[Exercise input — start]

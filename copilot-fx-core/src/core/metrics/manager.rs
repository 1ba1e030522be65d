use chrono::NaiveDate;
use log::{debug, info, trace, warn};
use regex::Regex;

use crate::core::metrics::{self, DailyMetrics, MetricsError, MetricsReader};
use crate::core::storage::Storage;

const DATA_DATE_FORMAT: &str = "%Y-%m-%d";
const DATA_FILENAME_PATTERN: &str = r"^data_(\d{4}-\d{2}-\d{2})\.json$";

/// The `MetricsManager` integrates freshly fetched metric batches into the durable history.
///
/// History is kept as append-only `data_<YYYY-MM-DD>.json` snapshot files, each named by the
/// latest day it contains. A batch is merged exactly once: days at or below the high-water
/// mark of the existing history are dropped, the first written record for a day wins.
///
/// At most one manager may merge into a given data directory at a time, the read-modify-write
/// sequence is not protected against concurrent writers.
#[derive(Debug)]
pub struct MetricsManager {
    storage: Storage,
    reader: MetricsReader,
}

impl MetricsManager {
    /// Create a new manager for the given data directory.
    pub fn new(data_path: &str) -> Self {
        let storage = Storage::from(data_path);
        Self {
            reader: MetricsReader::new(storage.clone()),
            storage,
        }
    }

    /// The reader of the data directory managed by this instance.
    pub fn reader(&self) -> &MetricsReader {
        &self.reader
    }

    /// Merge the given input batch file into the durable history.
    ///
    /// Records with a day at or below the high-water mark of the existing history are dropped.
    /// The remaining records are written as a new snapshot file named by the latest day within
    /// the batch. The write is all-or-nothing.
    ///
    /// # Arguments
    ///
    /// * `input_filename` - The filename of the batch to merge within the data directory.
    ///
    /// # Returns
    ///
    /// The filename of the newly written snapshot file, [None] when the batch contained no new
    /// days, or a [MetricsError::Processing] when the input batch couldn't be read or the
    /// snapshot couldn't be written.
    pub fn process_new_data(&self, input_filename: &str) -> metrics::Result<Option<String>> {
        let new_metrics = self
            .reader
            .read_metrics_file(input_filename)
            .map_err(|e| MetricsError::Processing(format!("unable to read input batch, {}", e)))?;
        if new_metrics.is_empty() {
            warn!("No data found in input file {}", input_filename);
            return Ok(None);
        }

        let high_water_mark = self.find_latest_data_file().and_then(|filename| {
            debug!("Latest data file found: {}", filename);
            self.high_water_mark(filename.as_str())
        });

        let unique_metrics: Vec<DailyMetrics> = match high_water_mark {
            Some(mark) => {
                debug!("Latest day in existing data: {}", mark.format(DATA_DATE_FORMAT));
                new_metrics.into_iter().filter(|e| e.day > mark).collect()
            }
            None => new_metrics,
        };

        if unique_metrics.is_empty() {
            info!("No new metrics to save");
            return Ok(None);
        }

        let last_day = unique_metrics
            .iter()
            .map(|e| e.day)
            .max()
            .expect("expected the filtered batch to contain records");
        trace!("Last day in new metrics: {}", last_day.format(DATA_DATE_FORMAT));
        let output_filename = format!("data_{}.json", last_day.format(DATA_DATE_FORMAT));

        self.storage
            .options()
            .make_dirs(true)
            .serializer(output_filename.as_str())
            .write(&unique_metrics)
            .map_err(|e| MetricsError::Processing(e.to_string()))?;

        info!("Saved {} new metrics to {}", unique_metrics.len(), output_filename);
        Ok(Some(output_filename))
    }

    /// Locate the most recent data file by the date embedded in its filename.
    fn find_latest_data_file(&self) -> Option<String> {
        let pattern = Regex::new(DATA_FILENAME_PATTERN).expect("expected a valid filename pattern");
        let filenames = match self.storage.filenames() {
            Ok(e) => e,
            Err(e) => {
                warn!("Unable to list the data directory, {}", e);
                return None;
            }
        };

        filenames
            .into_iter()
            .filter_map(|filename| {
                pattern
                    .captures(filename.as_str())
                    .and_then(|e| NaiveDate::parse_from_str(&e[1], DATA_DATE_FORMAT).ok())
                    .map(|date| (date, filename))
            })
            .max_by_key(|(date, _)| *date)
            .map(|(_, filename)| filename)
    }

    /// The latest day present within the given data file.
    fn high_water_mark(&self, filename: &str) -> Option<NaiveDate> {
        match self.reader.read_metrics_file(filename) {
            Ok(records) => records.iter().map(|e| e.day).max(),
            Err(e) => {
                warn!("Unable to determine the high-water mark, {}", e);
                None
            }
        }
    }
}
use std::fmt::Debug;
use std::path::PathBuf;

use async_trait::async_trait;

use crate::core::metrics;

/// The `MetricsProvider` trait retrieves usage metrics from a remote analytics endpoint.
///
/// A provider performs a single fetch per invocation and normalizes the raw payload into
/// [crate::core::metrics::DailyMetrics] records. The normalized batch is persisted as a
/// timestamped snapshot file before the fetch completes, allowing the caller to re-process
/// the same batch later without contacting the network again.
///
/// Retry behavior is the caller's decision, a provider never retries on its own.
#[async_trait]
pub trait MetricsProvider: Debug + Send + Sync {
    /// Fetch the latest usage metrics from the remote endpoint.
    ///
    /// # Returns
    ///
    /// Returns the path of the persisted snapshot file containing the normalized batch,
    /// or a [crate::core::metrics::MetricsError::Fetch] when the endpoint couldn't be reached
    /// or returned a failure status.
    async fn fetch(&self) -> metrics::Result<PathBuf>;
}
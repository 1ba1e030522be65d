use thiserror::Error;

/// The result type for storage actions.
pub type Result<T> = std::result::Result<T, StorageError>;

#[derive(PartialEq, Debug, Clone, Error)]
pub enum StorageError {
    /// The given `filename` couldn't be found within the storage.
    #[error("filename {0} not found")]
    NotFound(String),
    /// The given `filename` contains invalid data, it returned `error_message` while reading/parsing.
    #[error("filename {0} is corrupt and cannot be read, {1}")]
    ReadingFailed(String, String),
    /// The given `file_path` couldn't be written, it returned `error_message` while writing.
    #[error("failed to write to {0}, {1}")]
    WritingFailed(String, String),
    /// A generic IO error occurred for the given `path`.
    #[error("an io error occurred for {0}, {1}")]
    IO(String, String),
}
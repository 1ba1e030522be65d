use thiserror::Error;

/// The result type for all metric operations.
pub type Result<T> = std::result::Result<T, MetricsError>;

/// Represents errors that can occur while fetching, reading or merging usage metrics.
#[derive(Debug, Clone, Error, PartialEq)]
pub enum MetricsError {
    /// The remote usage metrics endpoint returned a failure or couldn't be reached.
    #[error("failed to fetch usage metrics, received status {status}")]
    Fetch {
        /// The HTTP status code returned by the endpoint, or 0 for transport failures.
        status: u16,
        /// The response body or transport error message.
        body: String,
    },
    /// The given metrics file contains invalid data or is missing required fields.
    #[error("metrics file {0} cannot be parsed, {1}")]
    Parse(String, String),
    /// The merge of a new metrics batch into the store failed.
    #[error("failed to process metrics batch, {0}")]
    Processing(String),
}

[Exercise input — finish]

Return the span of lines in the data above that opens at the line with "given data file." and closes at the line with "invalid data, it", exactly, ends included, nothing else.

    /// The latest day present within the given data file.
    fn high_water_mark(&self, filename: &str) -> Option<NaiveDate> {
        match self.reader.read_metrics_file(filename) {
            Ok(records) => records.iter().map(|e| e.day).max(),
            Err(e) => {
                warn!("Unable to determine the high-water mark, {}", e);
                None
            }
        }
    }
}
use std::fmt::Debug;
use std::path::PathBuf;

use async_trait::async_trait;

use crate::core::metrics;

/// The `MetricsProvider` trait retrieves usage metrics from a remote analytics endpoint.
///
/// A provider performs a single fetch per invocation and normalizes the raw payload into
/// [crate::core::metrics::DailyMetrics] records. The normalized batch is persisted as a
/// timestamped snapshot file before the fetch completes, allowing the caller to re-process
/// the same batch later without contacting the network again.
///
/// Retry behavior is the caller's decision, a provider never retries on its own.
#[async_trait]
pub trait MetricsProvider: Debug + Send + Sync {
    /// Fetch the latest usage metrics from the remote endpoint.
    ///
    /// # Returns
    ///
    /// Returns the path of the persisted snapshot file containing the normalized batch,
    /// or a [crate::core::metrics::MetricsError::Fetch] when the endpoint couldn't be reached
    /// or returned a failure status.
    async fn fetch(&self) -> metrics::Result<PathBuf>;
}
repository 1ba1e030522be65d
use thiserror::Error;

/// The result type for storage actions.
pub type Result<T> = std::result::Result<T, StorageError>;

#[derive(PartialEq, Debug, Clone, Error)]
pub enum StorageError {
    /// The given `filename` couldn't be found within the storage.
    #[error("filename {0} not found")]
    NotFound(String),
    /// The given `filename` contains invalid data, it returned `error_message` while reading/parsing.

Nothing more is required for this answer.